Canon 7: A lawyer shall at all times uphold the integrity and dignity of the legal profession and support the activities of the Integrated Bar.

1) Uphold the integrity and dignity of the legal profession

A lawyer shall at all times uphold the integrity and dignity of the legal profession. The trust and confidence necessarily reposed by clients requires in the attorney a high standard and appreciation of his duty to his clients, his profession, the courts and the public. The bar must maintain a high standard of legal proficiency as well as of honesty and fair dealing. Generally speaking, a lawyer can do honor to the legal profession by faithfully performing his duties to society, to the bar, to the courts and to his clients. To this end, members of the legal fraternity can do nothing that might tend to lessen in any degree the confidence of the public in the fidelity, honesty and integrity of the profession. (Tejada v. Palaña, A.C. No. 7434, 23 August 2007)

Canon 7 emphasize the high standard of honesty and fairness expected of a lawyer not only in the practice of the legal profession but in his personal dealings as well. A lawyer must conduct himself with great propriety, and his behavior should be beyond reproach anywhere and at all times. For, as officers of the courts and keepers of the public’s faith, they are burdened with the highest degree of social responsibility and are thus mandated to behave at all times in a manner consistent with truth and honor. Likewise, the oath that lawyers swear to impresses upon them the duty of exhibiting the highest degree of good faith, fairness and candor in their relationships with others. Thus, lawyers may be disciplined for any conduct, whether in their professional or in their private capacity, if such conduct renders them unfit to continue to be officers of the court. (Ong v. Delos Santos, A.C. No. 10179, 04 March 2014)

Rule 7.01: A lawyer shall be answerable for knowingly making a false statement or suppressing a material fact in connection with his application for admission to the bar.

1) False civil status, a gross misrepresentation

A married bar applicant’s declaration in his application for Admission to the 1981 Bar Examinations that he was “single” was a gross misrepresentation of a material fact made in utter bad faith, for which he should be made answerable. That false statement, if it had been known, would have disqualified him outright from taking the Bar Examinations as it indubitably exhibits lack of good moral character. (Leda v. Tabang, A.C. No. 2505, 21 February 1992)

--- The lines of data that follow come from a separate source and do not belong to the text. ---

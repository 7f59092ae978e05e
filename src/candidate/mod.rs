//! Detection records and the per-image candidate filters.
//!
//! Includes the detection record, class-agnostic NMS and fixed-size Top-K
//! selection with zero padding.

pub(crate) mod detection;
pub(crate) mod nms;
pub(crate) mod topk;
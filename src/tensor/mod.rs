//! Borrowed views over raw prediction tensors.
//!
//! `PredictionView` wraps a flat row-major buffer laid out as
//! `[batch, n_boxes, channels]`. Each row holds `n_classes` scores followed by
//! twelve geometry channels: four predicted offsets, four anchor values and
//! four variances. Views are validated once and then sliced without copies.

use crate::util::{DecodeError, DecodeResult};

/// Number of trailing geometry channels in every anchor row.
pub const GEOMETRY_CHANNELS: usize = 12;

/// Channel offsets within a single anchor row.
#[derive(Clone, Copy, Debug, PartialEq, Eq)]
pub struct ChannelLayout {
    n_classes: usize,
}

impl ChannelLayout {
    /// Builds a layout for rows of `channels` values.
    pub fn from_channels(channels: usize) -> DecodeResult<Self> {
        if channels <= GEOMETRY_CHANNELS {
            return Err(DecodeError::InvalidChannels { channels });
        }
        Ok(Self {
            n_classes: channels - GEOMETRY_CHANNELS,
        })
    }

    /// Builds a layout for `n_classes` score columns (background included).
    pub fn with_classes(n_classes: usize) -> DecodeResult<Self> {
        let channels = n_classes
            .checked_add(GEOMETRY_CHANNELS)
            .ok_or(DecodeError::ClassCountOverflow { n_classes })?;
        Self::from_channels(channels)
    }

    /// Number of class score columns, background included.
    pub fn n_classes(&self) -> usize {
        self.n_classes
    }

    /// Total values per row.
    pub fn channels(&self) -> usize {
        self.n_classes + GEOMETRY_CHANNELS
    }

    /// First predicted offset column (`Δcx`).
    pub fn offsets(&self) -> usize {
        self.n_classes
    }

    /// First anchor geometry column (`anchor_cx`).
    pub fn anchor(&self) -> usize {
        self.n_classes + 4
    }

    /// First variance column (`vcx`).
    pub fn variances(&self) -> usize {
        self.n_classes + 8
    }
}

/// Borrowed `[batch, n_boxes, channels]` prediction tensor.
#[derive(Copy, Clone, Debug)]
pub struct PredictionView<'a> {
    data: &'a [f32],
    batch: usize,
    n_boxes: usize,
    layout: ChannelLayout,
}

impl<'a> PredictionView<'a> {
    /// Creates a view over a contiguous buffer.
    ///
    /// The buffer length must equal `batch * n_boxes * channels` exactly.
    /// Empty batches and images without anchors are valid.
    pub fn new(
        data: &'a [f32],
        batch: usize,
        n_boxes: usize,
        channels: usize,
    ) -> DecodeResult<Self> {
        let layout = ChannelLayout::from_channels(channels)?;
        let expected = batch
            .checked_mul(n_boxes)
            .and_then(|v| v.checked_mul(channels))
            .ok_or(DecodeError::ShapeOverflow {
                batch,
                n_boxes,
                channels,
            })?;
        if data.len() != expected {
            return Err(DecodeError::BufferSizeMismatch {
                expected,
                got: data.len(),
            });
        }
        Ok(Self {
            data,
            batch,
            n_boxes,
            layout,
        })
    }

    /// Returns the batch size.
    pub fn batch(&self) -> usize {
        self.batch
    }

    /// Returns the number of anchor rows per image.
    pub fn n_boxes(&self) -> usize {
        self.n_boxes
    }

    /// Returns the number of values per anchor row.
    pub fn channels(&self) -> usize {
        self.layout.channels()
    }

    /// Returns the number of class score columns.
    pub fn n_classes(&self) -> usize {
        self.layout.n_classes()
    }

    /// Returns the row layout shared by every anchor.
    pub fn layout(&self) -> ChannelLayout {
        self.layout
    }

    /// Returns the tensor shape as `[batch, n_boxes, channels]`.
    pub fn shape(&self) -> [usize; 3] {
        [self.batch, self.n_boxes, self.channels()]
    }

    /// Returns the backing buffer.
    pub fn as_slice(&self) -> &'a [f32] {
        self.data
    }

    /// Returns all anchor rows of image `index`, concatenated.
    pub fn image(&self, index: usize) -> Option<&'a [f32]> {
        if index >= self.batch {
            return None;
        }
        let stride = self.n_boxes * self.channels();
        let start = index * stride;
        self.data.get(start..start + stride)
    }

    /// Returns the anchor row `anchor` of image `index`.
    pub fn row(&self, index: usize, anchor: usize) -> Option<&'a [f32]> {
        if anchor >= self.n_boxes {
            return None;
        }
        let channels = self.channels();
        let start = anchor * channels;
        self.image(index)?.get(start..start + channels)
    }

    /// Iterates over the per-image slices in batch order.
    pub fn images(&self) -> impl Iterator<Item = &'a [f32]> + 'a {
        let view = *self;
        (0..view.batch).filter_map(move |idx| view.image(idx))
    }
}
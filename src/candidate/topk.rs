//! Fixed-size Top-K selection with zero padding.

use crate::candidate::detection::{sort_by_confidence_desc, Detection};

/// Returns exactly `k` detections in descending confidence.
///
/// With at least `k` inputs the `k` most confident are kept. Otherwise the
/// list is padded with [`Detection::PADDING`] up to `k` before sorting, so
/// detections with positive confidence precede the padding.
pub fn top_k_padded(mut detections: Vec<Detection>, k: usize) -> Vec<Detection> {
    if detections.len() < k {
        detections.resize(k, Detection::PADDING);
    }
    sort_by_confidence_desc(&mut detections);
    detections.truncate(k);
    detections
}

#[cfg(test)]
mod tests {
    use super::top_k_padded;
    use crate::candidate::detection::Detection;

    fn det(confidence: f32) -> Detection {
        Detection {
            class_id: 1,
            confidence,
            xmin: 1.0,
            ymin: 1.0,
            xmax: 2.0,
            ymax: 2.0,
        }
    }

    #[test]
    fn pads_short_lists() {
        let out = top_k_padded(vec![det(0.3), det(0.8)], 4);
        assert_eq!(out.len(), 4);
        assert!((out[0].confidence - 0.8).abs() < 1e-6);
        assert!((out[1].confidence - 0.3).abs() < 1e-6);
        assert!(out[2].is_padding() && out[3].is_padding());
    }

    #[test]
    fn truncates_long_lists() {
        let out = top_k_padded((1..=6).map(|i| det(i as f32 / 10.0)).collect(), 3);
        let confs: Vec<f32> = out.iter().map(|d| d.confidence).collect();
        assert_eq!(confs, vec![0.6, 0.5, 0.4]);
    }

    #[test]
    fn empty_input_is_all_padding() {
        let out = top_k_padded(Vec::new(), 5);
        assert_eq!(out, vec![Detection::PADDING; 5]);
    }
}
//! Fixed-shape batch output.

use crate::candidate::detection::Detection;

/// Decoded detections for a batch, shaped `[batch, top_k, 6]`.
///
/// Every image holds exactly `top_k` records in non-increasing confidence;
/// unused slots are [`Detection::PADDING`].
#[derive(Clone, Debug, PartialEq)]
pub struct DetectionBatch {
    top_k: usize,
    detections: Vec<Detection>,
}

impl DetectionBatch {
    /// Concatenates per-image lists; each must hold exactly `top_k` records.
    pub(crate) fn from_images(top_k: usize, images: Vec<Vec<Detection>>) -> Self {
        let mut detections = Vec::with_capacity(images.len() * top_k);
        for image in images {
            debug_assert_eq!(image.len(), top_k);
            detections.extend(image);
        }
        Self { top_k, detections }
    }

    /// Number of images.
    pub fn batch(&self) -> usize {
        if self.top_k == 0 {
            0
        } else {
            self.detections.len() / self.top_k
        }
    }

    /// Records per image.
    pub fn top_k(&self) -> usize {
        self.top_k
    }

    /// Output shape `[batch, top_k, 6]`.
    pub fn shape(&self) -> [usize; 3] {
        [self.batch(), self.top_k, 6]
    }

    /// Returns the `top_k` records of image `index`.
    pub fn image(&self, index: usize) -> Option<&[Detection]> {
        let start = index.checked_mul(self.top_k)?;
        self.detections.get(start..start + self.top_k)
    }

    /// Iterates over the per-image record lists in batch order.
    pub fn images(&self) -> impl Iterator<Item = &[Detection]> {
        self.detections.chunks_exact(self.top_k.max(1))
    }

    /// Iterates over the non-padding records of image `index`.
    pub fn real_detections(&self, index: usize) -> impl Iterator<Item = &Detection> {
        self.image(index)
            .unwrap_or(&[])
            .iter()
            .filter(|det| !det.is_padding())
    }

    /// All records in batch order.
    pub fn as_slice(&self) -> &[Detection] {
        &self.detections
    }

    /// Flattens to a row-major `[batch, top_k, 6]` buffer.
    pub fn to_tensor(&self) -> Vec<f32> {
        self.detections.iter().flat_map(Detection::to_row).collect()
    }
}
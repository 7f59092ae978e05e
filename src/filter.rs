//! Per-image detection filter.
//!
//! Reduces all decoded anchors of one image to exactly `top_k` records in
//! four stages: positive-box selection, confidence thresholding,
//! class-agnostic NMS and Top-K selection with zero padding. Empty
//! intermediate results are ordinary branches and end as all-padding output.

use crate::candidate::detection::Detection;
use crate::candidate::nms::nms_class_agnostic;
use crate::candidate::topk::top_k_padded;
use crate::trace::trace_stage;

/// True for a non-background detection with `confidence > confidence_thresh`.
#[inline]
pub(crate) fn is_candidate(det: &Detection, confidence_thresh: f32) -> bool {
    det.class_id != 0 && det.confidence > confidence_thresh
}

/// Stage A: drops detections predicted as background (class 0).
pub fn select_positive(detections: &[Detection]) -> Vec<Detection> {
    detections
        .iter()
        .filter(|det| det.class_id != 0)
        .copied()
        .collect()
}

/// Stage B: keeps detections with `confidence > confidence_thresh`.
pub fn threshold_confidence(detections: &[Detection], confidence_thresh: f32) -> Vec<Detection> {
    detections
        .iter()
        .filter(|det| det.confidence > confidence_thresh)
        .copied()
        .collect()
}

/// Filter parameters applied independently to every image.
#[derive(Clone, Copy, Debug, PartialEq)]
pub struct ImageFilter {
    pub confidence_thresh: f32,
    pub iou_threshold: f32,
    pub top_k: usize,
    pub nms_max_output_size: usize,
}

impl ImageFilter {
    /// Runs all four stages over one image's decoded anchors.
    pub fn filter_image(&self, detections: &[Detection]) -> Vec<Detection> {
        let positive = select_positive(detections);
        let confident = threshold_confidence(&positive, self.confidence_thresh);
        trace_stage!(
            "image_candidates",
            positive = positive.len(),
            confident = confident.len()
        );
        self.suppress_and_select(confident)
    }

    /// Runs NMS and Top-K over detections that already passed stages A and B.
    pub fn suppress_and_select(&self, candidates: Vec<Detection>) -> Vec<Detection> {
        if candidates.is_empty() {
            return vec![Detection::PADDING; self.top_k];
        }
        let survivors =
            nms_class_agnostic(&candidates, self.iou_threshold, self.nms_max_output_size);
        trace_stage!(
            "image_nms",
            candidates = candidates.len(),
            survivors = survivors.len()
        );
        top_k_padded(survivors, self.top_k)
    }
}
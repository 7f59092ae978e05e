//! detdecode turns raw SSD anchor predictions into final detections.
//!
//! The crate decodes centroid-encoded anchor offsets into corner boxes and
//! reduces each image to a fixed number of detections through confidence
//! thresholding, class-agnostic non-maximum suppression and Top-K selection
//! with zero padding. Optional features add rayon parallelism (`rayon`),
//! `f32x8` decoding (`simd`) and tracing spans (`tracing`).

mod candidate;
pub mod decode;
pub mod filter;
pub mod kernel;
pub mod lowlevel;
pub mod pipeline;
pub mod tensor;
mod trace;
pub mod util;

pub use candidate::detection::Detection;
pub use decode::{BoxDecoder, BoxEncoding, CoordScale};
pub use filter::ImageFilter;
pub use pipeline::{DecodeConfig, Decoder, DetectionBatch};
pub use tensor::{ChannelLayout, PredictionView};
pub use util::{DecodeError, DecodeResult};
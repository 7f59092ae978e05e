//! Decoded detection record.

use std::cmp::Ordering;

/// A decoded box: `[class_id, confidence, xmin, ymin, xmax, ymax]`.
///
/// Coordinates are corner coordinates, either relative to the image or
/// scaled to pixels depending on the decoder configuration. Inverted boxes
/// (`xmin > xmax`) produced by malformed anchors are kept as decoded.
#[derive(Clone, Copy, Debug, Default, PartialEq)]
pub struct Detection {
    /// Predicted class index; 0 is background.
    pub class_id: usize,
    /// Score of the predicted class.
    pub confidence: f32,
    pub xmin: f32,
    pub ymin: f32,
    pub xmax: f32,
    pub ymax: f32,
}

impl Detection {
    /// All-zero record used to pad a detection list to `top_k` entries.
    pub const PADDING: Detection = Detection {
        class_id: 0,
        confidence: 0.0,
        xmin: 0.0,
        ymin: 0.0,
        xmax: 0.0,
        ymax: 0.0,
    };

    /// Returns true for padding slots (`class_id == 0 && confidence == 0`).
    pub fn is_padding(&self) -> bool {
        self.class_id == 0 && self.confidence == 0.0
    }

    /// Returns the record in output tensor layout.
    pub fn to_row(&self) -> [f32; 6] {
        [
            self.class_id as f32,
            self.confidence,
            self.xmin,
            self.ymin,
            self.xmax,
            self.ymax,
        ]
    }

    /// Builds a record from output tensor layout.
    ///
    /// Negative or fractional class values truncate toward zero.
    pub fn from_row(row: [f32; 6]) -> Self {
        Self {
            class_id: row[0].max(0.0) as usize,
            confidence: row[1],
            xmin: row[2],
            ymin: row[3],
            xmax: row[4],
            ymax: row[5],
        }
    }

    /// Corners with each axis ordered, as `(xmin, ymin, xmax, ymax)`.
    fn canonical(&self) -> [f32; 4] {
        [
            self.xmin.min(self.xmax),
            self.ymin.min(self.ymax),
            self.xmin.max(self.xmax),
            self.ymin.max(self.ymax),
        ]
    }

    /// Area of the box with its corners ordered per axis.
    pub fn area(&self) -> f32 {
        let [x0, y0, x1, y1] = self.canonical();
        (x1 - x0) * (y1 - y0)
    }

    /// Intersection over union with `other`.
    ///
    /// Boxes with non-positive area have IoU 0 with everything.
    pub fn iou(&self, other: &Detection) -> f32 {
        let area_a = self.area();
        let area_b = other.area();
        if !(area_a > 0.0 && area_b > 0.0) {
            return 0.0;
        }
        let [ax0, ay0, ax1, ay1] = self.canonical();
        let [bx0, by0, bx1, by1] = other.canonical();
        let iw = (ax1.min(bx1) - ax0.max(bx0)).max(0.0);
        let ih = (ay1.min(by1) - ay0.max(by0)).max(0.0);
        let inter = iw * ih;
        inter / (area_a + area_b - inter)
    }
}

fn confidence_cmp_desc(a: &Detection, b: &Detection) -> Ordering {
    b.confidence.total_cmp(&a.confidence)
}

/// Stable sort by descending confidence; equal confidences keep input order.
pub(crate) fn sort_by_confidence_desc(detections: &mut [Detection]) {
    detections.sort_by(confidence_cmp_desc);
}

#[cfg(test)]
mod tests {
    use super::{sort_by_confidence_desc, Detection};

    fn boxed(confidence: f32, corners: [f32; 4]) -> Detection {
        Detection {
            class_id: 1,
            confidence,
            xmin: corners[0],
            ymin: corners[1],
            xmax: corners[2],
            ymax: corners[3],
        }
    }

    #[test]
    fn iou_of_half_overlap() {
        let a = boxed(0.9, [0.0, 0.0, 2.0, 2.0]);
        let b = boxed(0.8, [1.0, 0.0, 3.0, 2.0]);
        assert!((a.iou(&b) - 1.0 / 3.0).abs() < 1e-6);
        assert!((a.iou(&a) - 1.0).abs() < 1e-6);
    }

    #[test]
    fn zero_area_box_never_overlaps() {
        let a = boxed(0.9, [0.0, 0.0, 2.0, 2.0]);
        let flat = boxed(0.8, [0.0, 1.0, 2.0, 1.0]);
        assert_eq!(a.iou(&flat), 0.0);
        assert_eq!(flat.iou(&flat), 0.0);
    }

    #[test]
    fn inverted_box_overlaps_like_its_upright_twin() {
        let upright = boxed(0.9, [0.0, 0.0, 2.0, 2.0]);
        let inverted = boxed(0.8, [2.0, 2.0, 0.0, 0.0]);
        assert!((upright.iou(&inverted) - 1.0).abs() < 1e-6);
        assert!((inverted.area() - 4.0).abs() < 1e-6);
    }

    #[test]
    fn padding_round_trips_through_rows() {
        assert!(Detection::PADDING.is_padding());
        assert_eq!(Detection::PADDING.to_row(), [0.0; 6]);
        let det = boxed(0.5, [1.0, 2.0, 3.0, 4.0]);
        assert_eq!(Detection::from_row(det.to_row()), det);
        assert!(!det.is_padding());
    }

    #[test]
    fn sort_keeps_ties_in_input_order() {
        let mut dets = vec![
            boxed(0.5, [0.0; 4]),
            Detection {
                class_id: 2,
                ..boxed(0.9, [0.0; 4])
            },
            Detection {
                class_id: 3,
                ..boxed(0.5, [0.0; 4])
            },
        ];
        sort_by_confidence_desc(&mut dets);
        let classes: Vec<_> = dets.iter().map(|d| d.class_id).collect();
        assert_eq!(classes, vec![2, 1, 3]);
    }
}
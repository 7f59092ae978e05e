//! Error types for detdecode.

use crate::decode::BoxEncoding;
use thiserror::Error;

/// Result alias for detdecode operations.
pub type DecodeResult<T> = std::result::Result<T, DecodeError>;

/// Errors reported while building a decoder or validating an input tensor.
///
/// Configuration errors are raised once, at construction. Degenerate
/// per-image inputs (no positive boxes, nothing above the threshold) are not
/// errors; they produce padded output.
#[derive(Clone, Debug, Error, PartialEq)]
pub enum DecodeError {
    /// Coordinate normalization was requested without an image size.
    #[error(
        "normalize_coords requires the image size, got img_height = {img_height:?}, img_width = {img_width:?}"
    )]
    MissingImageSize {
        img_height: Option<f32>,
        img_width: Option<f32>,
    },
    /// Only the centroid anchor encoding can be decoded.
    #[error("unsupported box encoding {0:?}, only centroids is supported")]
    UnsupportedEncoding(BoxEncoding),
    /// A configuration value is out of range.
    #[error("invalid config: {0}")]
    InvalidConfig(&'static str),
    /// Rows must hold at least one class score plus the 12 geometry channels.
    #[error("invalid channel count {channels}, expected n_classes + 12 with n_classes >= 1")]
    InvalidChannels { channels: usize },
    /// The flat buffer does not match the declared tensor shape.
    #[error("buffer size mismatch: expected {expected} values, got {got}")]
    BufferSizeMismatch { expected: usize, got: usize },
    /// `n_classes + 12` overflows `usize`.
    #[error("class count {n_classes} overflows the row width")]
    ClassCountOverflow { n_classes: usize },
    /// The declared tensor shape overflows `usize`.
    #[error("tensor shape overflows: [{batch}, {n_boxes}, {channels}]")]
    ShapeOverflow {
        batch: usize,
        n_boxes: usize,
        channels: usize,
    },
}

impl DecodeError {
    /// Returns true for errors raised while validating static configuration.
    pub fn is_config(&self) -> bool {
        matches!(
            self,
            Self::MissingImageSize { .. } | Self::UnsupportedEncoding(_) | Self::InvalidConfig(_)
        )
    }
}
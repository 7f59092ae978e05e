//! Anchor-relative box decoding.
//!
//! A raw anchor row encodes its box as centroid offsets relative to the
//! anchor, scaled by per-coordinate variances:
//!
//! ```text
//! cx = Δcx · vcx · anchor_w + anchor_cx
//! cy = Δcy · vcy · anchor_h + anchor_cy
//! w  = exp(Δw · vw) · anchor_w
//! h  = exp(Δh · vh) · anchor_h
//! ```
//!
//! The decoded center/size box is converted to corners and optionally scaled
//! from relative units to pixels.

use crate::candidate::detection::Detection;
use crate::kernel::{ActiveKernel, DecodeKernel};
use crate::tensor::ChannelLayout;
use crate::util::math::is_positive_finite;
use crate::util::{DecodeError, DecodeResult};

/// Anchor box encoding of the predicted geometry.
#[derive(Clone, Copy, Debug, Default, PartialEq, Eq)]
pub enum BoxEncoding {
    /// `(cx, cy, w, h)` offsets. The only decodable encoding.
    #[default]
    Centroids,
    /// `(xmin, xmax, ymin, ymax)` offsets.
    MinMax,
    /// `(xmin, ymin, xmax, ymax)` offsets.
    Corners,
}

impl BoxEncoding {
    /// Returns the lowercase name used in configuration files.
    pub fn as_str(&self) -> &'static str {
        match self {
            Self::Centroids => "centroids",
            Self::MinMax => "minmax",
            Self::Corners => "corners",
        }
    }
}

/// Per-axis factors applied to decoded corners.
#[derive(Clone, Copy, Debug, PartialEq)]
pub struct CoordScale {
    /// Multiplier for `xmin` and `xmax`.
    pub x: f32,
    /// Multiplier for `ymin` and `ymax`.
    pub y: f32,
}

impl CoordScale {
    /// Leaves coordinates in the anchors' relative units.
    pub const IDENTITY: CoordScale = CoordScale { x: 1.0, y: 1.0 };
}

/// Converts raw anchor rows into [`Detection`] records.
#[derive(Clone, Copy, Debug)]
pub struct BoxDecoder {
    coords: BoxEncoding,
    normalize_coords: bool,
    scale: CoordScale,
}

impl BoxDecoder {
    /// Creates a decoder, validating the coordinate configuration.
    ///
    /// `normalize_coords` requires both image dimensions, which must be
    /// finite and positive. Only [`BoxEncoding::Centroids`] is supported.
    pub fn new(
        coords: BoxEncoding,
        normalize_coords: bool,
        img_height: Option<f32>,
        img_width: Option<f32>,
    ) -> DecodeResult<Self> {
        let scale = if normalize_coords {
            let (height, width) = match (img_height, img_width) {
                (Some(height), Some(width)) => (height, width),
                _ => {
                    return Err(DecodeError::MissingImageSize {
                        img_height,
                        img_width,
                    })
                }
            };
            if !is_positive_finite(height) || !is_positive_finite(width) {
                return Err(DecodeError::InvalidConfig(
                    "img_height and img_width must be finite and positive",
                ));
            }
            CoordScale {
                x: width,
                y: height,
            }
        } else {
            CoordScale::IDENTITY
        };
        if coords != BoxEncoding::Centroids {
            return Err(DecodeError::UnsupportedEncoding(coords));
        }

        Ok(Self {
            coords,
            normalize_coords,
            scale,
        })
    }

    /// Decoder that keeps coordinates in relative units.
    pub fn relative() -> Self {
        Self {
            coords: BoxEncoding::Centroids,
            normalize_coords: false,
            scale: CoordScale::IDENTITY,
        }
    }

    /// Decoder that scales corners to an image of `img_height × img_width`.
    pub fn absolute(img_height: f32, img_width: f32) -> DecodeResult<Self> {
        Self::new(
            BoxEncoding::Centroids,
            true,
            Some(img_height),
            Some(img_width),
        )
    }

    /// Returns the anchor encoding this decoder reads.
    pub fn coords(&self) -> BoxEncoding {
        self.coords
    }

    /// Returns true when corners are scaled by the image size.
    pub fn normalize_coords(&self) -> bool {
        self.normalize_coords
    }

    /// Returns the factors applied to decoded corners.
    pub fn scale(&self) -> CoordScale {
        self.scale
    }

    /// Decodes a single anchor row of `n_classes + 12` values.
    pub fn decode_row(&self, row: &[f32]) -> DecodeResult<Detection> {
        let layout = ChannelLayout::from_channels(row.len())?;
        Ok(<ActiveKernel as DecodeKernel>::decode_row(
            row, layout, self.scale,
        ))
    }

    /// Decodes every row of `rows`, one detection per anchor.
    ///
    /// Trailing values that do not fill a whole row are ignored.
    pub fn decode_rows(&self, rows: &[f32], layout: ChannelLayout) -> Vec<Detection> {
        let mut out = Vec::with_capacity(rows.len() / layout.channels());
        self.decode_rows_into(rows, layout, &mut out);
        out
    }

    /// Appends one detection per row of `rows` to `out`.
    pub fn decode_rows_into(&self, rows: &[f32], layout: ChannelLayout, out: &mut Vec<Detection>) {
        <ActiveKernel as DecodeKernel>::decode_rows_into(rows, layout, self.scale, out);
    }
}
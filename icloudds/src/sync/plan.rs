use std::fmt;

#[derive(Debug, Clone, Copy, PartialEq, Eq)]
pub enum Side {
    Local,
    Remote,
}

impl fmt::Display for Side {
    fn fmt(&self, f: &mut fmt::Formatter<'_>) -> fmt::Result {
        match self {
            Side::Local => write!(f, "local"),
            Side::Remote => write!(f, "remote"),
        }
    }
}

/// One reconciliation step. Remote handles are resolved at execution time
/// against the live remote replica, never stored in the plan.
#[derive(Debug, Clone, PartialEq, Eq)]
pub enum Action {
    CreateFolder { path: String, side: Side },
    DeleteNode { path: String, side: Side },
    UploadFile { path: String },
    DownloadFile { path: String },
    MoveNode { from: String, to: String, side: Side },
    SetMTime { path: String, side: Side, mtime: i64 },
}

impl Action {
    pub fn path(&self) -> &str {
        match self {
            Action::CreateFolder { path, .. }
            | Action::DeleteNode { path, .. }
            | Action::UploadFile { path }
            | Action::DownloadFile { path }
            | Action::SetMTime { path, .. } => path,
            Action::MoveNode { to, .. } => to,
        }
    }

    pub fn side(&self) -> Side {
        match self {
            Action::CreateFolder { side, .. }
            | Action::DeleteNode { side, .. }
            | Action::MoveNode { side, .. }
            | Action::SetMTime { side, .. } => *side,
            Action::UploadFile { .. } => Side::Remote,
            Action::DownloadFile { .. } => Side::Local,
        }
    }

    /// Actions that mutate the remote zone and therefore must never run
    /// concurrently with each other.
    pub fn is_remote_mutation(&self) -> bool {
        matches!(
            self,
            Action::UploadFile { .. }
                | Action::CreateFolder {
                    side: Side::Remote,
                    ..
                }
                | Action::DeleteNode {
                    side: Side::Remote,
                    ..
                }
                | Action::MoveNode {
                    side: Side::Remote,
                    ..
                }
        )
    }
}

impl fmt::Display for Action {
    fn fmt(&self, f: &mut fmt::Formatter<'_>) -> fmt::Result {
        match self {
            Action::CreateFolder { path, side } => write!(f, "mkdir {side} {path}"),
            Action::DeleteNode { path, side } => write!(f, "delete {side} {path}"),
            Action::UploadFile { path } => write!(f, "upload {path}"),
            Action::DownloadFile { path } => write!(f, "download {path}"),
            Action::MoveNode { from, to, side } => write!(f, "move {side} {from} -> {to}"),
            Action::SetMTime { path, side, mtime } => {
                write!(f, "set-mtime {side} {path} {mtime}")
            }
        }
    }
}

/// Ordered action sequence. Order is meaningful: folders before their
/// contents, child deletions before parent deletions, moves before
/// creations on the same side.
#[derive(Debug, Clone, Default, PartialEq, Eq)]
pub struct Plan {
    pub actions: Vec<Action>,
}

impl Plan {
    pub fn new() -> Self {
        Self::default()
    }

    pub fn push(&mut self, action: Action) {
        self.actions.push(action);
    }

    pub fn extend(&mut self, other: Plan) {
        self.actions.extend(other.actions);
    }

    pub fn len(&self) -> usize {
        self.actions.len()
    }

    pub fn is_empty(&self) -> bool {
        self.actions.is_empty()
    }

    pub fn iter(&self) -> impl DoubleEndedIterator<Item = &Action> + ExactSizeIterator {
        self.actions.iter()
    }
}

#[cfg(test)]
mod tests {
    use super::*;

    #[test]
    fn remote_mutations_are_classified() {
        assert!(Action::UploadFile { path: "a".into() }.is_remote_mutation());
        assert!(Action::DeleteNode {
            path: "a".into(),
            side: Side::Remote
        }
        .is_remote_mutation());
        assert!(!Action::DownloadFile { path: "a".into() }.is_remote_mutation());
        assert!(!Action::DeleteNode {
            path: "a".into(),
            side: Side::Local
        }
        .is_remote_mutation());
        assert!(!Action::SetMTime {
            path: "a".into(),
            side: Side::Remote,
            mtime: 0
        }
        .is_remote_mutation());
    }
}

2) Bar passer not allowed to practice law until he signs roll of attorneys

Where a bar passer who had not yet signed the roll of attorneys entered appearance as counsel, he was denied admission to the Philippine Bar. (Aguirre v. Rana, B.M. No. 1036, 10 June 2003)

Rule 7.02: A lawyer shall not support the application for admission to the bar of any person known by him to be unqualified in respect to character, education, or other relevant attribute.
Rule 7.03: A lawyer shall not engage in conduct that adversely reflects on his fitness to practice law, nor shall he whether in public or private life, behave in a scandalous manner to the discredit of the legal profession.

1) Disciplinary action extends to both professional and private capacity

A lawyer may be disciplined or suspended for any misconduct, whether in his professional or private capacity. Public confidence in the law and lawyers may be eroded by the irresponsible and improper conduct of a member of the Bar. Thus, every lawyer should act and comport himself in such a manner that would promote public confidence in the integrity of the legal profession. (Rivera v. Corral, A.C. No. 3548, 04 July 2002)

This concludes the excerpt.